EXERCISE OBJECTIVE:
The answer must be the full set of records, repeated exactly.

PROVIDED DATA:
use std::collections::HashMap;
use std::sync::{Arc, RwLock};

use tracing::info;

use super::{MessageQueue, QueueError, QueueListener, QueueName, QueueOptions};
use crate::diagnostics::DiagnosticService;
use crate::message::{Message, MessageId, SenderPrincipal};
use crate::persistence::MessageQueueStore;

/// Registry of named queues that share one store and diagnostic sink.
pub struct QueueingService {
    store: Arc<dyn MessageQueueStore>,
    diagnostics: Arc<dyn DiagnosticService>,
    queues: RwLock<HashMap<QueueName, Arc<MessageQueue>>>,
}

impl QueueingService {
    pub fn new(store: Arc<dyn MessageQueueStore>, diagnostics: Arc<dyn DiagnosticService>) -> Self {
        Self {
            store,
            diagnostics,
            queues: RwLock::new(HashMap::new()),
        }
    }

    /// Creates and initializes a queue.
    pub async fn create_queue(
        &self,
        name: QueueName,
        listener: Arc<dyn QueueListener>,
        options: QueueOptions,
    ) -> Result<Arc<MessageQueue>, QueueError> {
        let queue = {
            let mut queues = self
                .queues
                .write()
                .unwrap_or_else(std::sync::PoisonError::into_inner);
            if queues.contains_key(&name) {
                return Err(QueueError::QueueAlreadyExists(name));
            }
            let queue = Arc::new(MessageQueue::new(
                name.clone(),
                self.store.clone(),
                listener,
                options,
                self.diagnostics.clone(),
            ));
            queues.insert(name.clone(), queue.clone());
            queue
        };

        if let Err(e) = queue.init().await {
            self.remove(&name);
            return Err(e);
        }
        info!(queue = %name, "Queue created");
        Ok(queue)
    }

    pub fn queue(&self, name: &QueueName) -> Option<Arc<MessageQueue>> {
        self.queues
            .read()
            .unwrap_or_else(std::sync::PoisonError::into_inner)
            .get(name)
            .cloned()
    }

    pub async fn enqueue_message(
        &self,
        name: &QueueName,
        message: Message,
        principal: Option<SenderPrincipal>,
    ) -> Result<MessageId, QueueError> {
        let queue = self
            .queue(name)
            .ok_or_else(|| QueueError::QueueNotFound(name.clone()))?;
        queue.enqueue(message, principal).await
    }

    /// Shuts every queue down. Queued messages stay in the store.
    pub fn shutdown(&self) {
        let queues = self
            .queues
            .read()
            .unwrap_or_else(std::sync::PoisonError::into_inner);
        for queue in queues.values() {
            queue.shutdown();
        }
    }

    fn remove(&self, name: &QueueName) {
        self.queues
            .write()
            .unwrap_or_else(std::sync::PoisonError::into_inner)
            .remove(name);
    }
}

SOLUTION TO THIS PROBLEM:
use std::collections::HashMap;
use std::sync::{Arc, RwLock};

use tracing::info;

use super::{MessageQueue, QueueError, QueueListener, QueueName, QueueOptions};
use crate::diagnostics::DiagnosticService;
use crate::message::{Message, MessageId, SenderPrincipal};
use crate::persistence::MessageQueueStore;

/// Registry of named queues that share one store and diagnostic sink.
pub struct QueueingService {
    store: Arc<dyn MessageQueueStore>,
    diagnostics: Arc<dyn DiagnosticService>,
    queues: RwLock<HashMap<QueueName, Arc<MessageQueue>>>,
}

impl QueueingService {
    pub fn new(store: Arc<dyn MessageQueueStore>, diagnostics: Arc<dyn DiagnosticService>) -> Self {
        Self {
            store,
            diagnostics,
            queues: RwLock::new(HashMap::new()),
        }
    }

    /// Creates and initializes a queue.
    pub async fn create_queue(
        &self,
        name: QueueName,
        listener: Arc<dyn QueueListener>,
        options: QueueOptions,
    ) -> Result<Arc<MessageQueue>, QueueError> {
        let queue = {
            let mut queues = self
                .queues
                .write()
                .unwrap_or_else(std::sync::PoisonError::into_inner);
            if queues.contains_key(&name) {
                return Err(QueueError::QueueAlreadyExists(name));
            }
            let queue = Arc::new(MessageQueue::new(
                name.clone(),
                self.store.clone(),
                listener,
                options,
                self.diagnostics.clone(),
            ));
            queues.insert(name.clone(), queue.clone());
            queue
        };

        if let Err(e) = queue.init().await {
            self.remove(&name);
            return Err(e);
        }
        info!(queue = %name, "Queue created");
        Ok(queue)
    }

    pub fn queue(&self, name: &QueueName) -> Option<Arc<MessageQueue>> {
        self.queues
            .read()
            .unwrap_or_else(std::sync::PoisonError::into_inner)
            .get(name)
            .cloned()
    }

    pub async fn enqueue_message(
        &self,
        name: &QueueName,
        message: Message,
        principal: Option<SenderPrincipal>,
    ) -> Result<MessageId, QueueError> {
        let queue = self
            .queue(name)
            .ok_or_else(|| QueueError::QueueNotFound(name.clone()))?;
        queue.enqueue(message, principal).await
    }

    /// Shuts every queue down. Queued messages stay in the store.
    pub fn shutdown(&self) {
        let queues = self
            .queues
            .read()
            .unwrap_or_else(std::sync::PoisonError::into_inner);
        for queue in queues.values() {
            queue.shutdown();
        }
    }

    fn remove(&self, name: &QueueName) {
        self.queues
            .write()
            .unwrap_or_else(std::sync::PoisonError::into_inner)
            .remove(name);
    }
}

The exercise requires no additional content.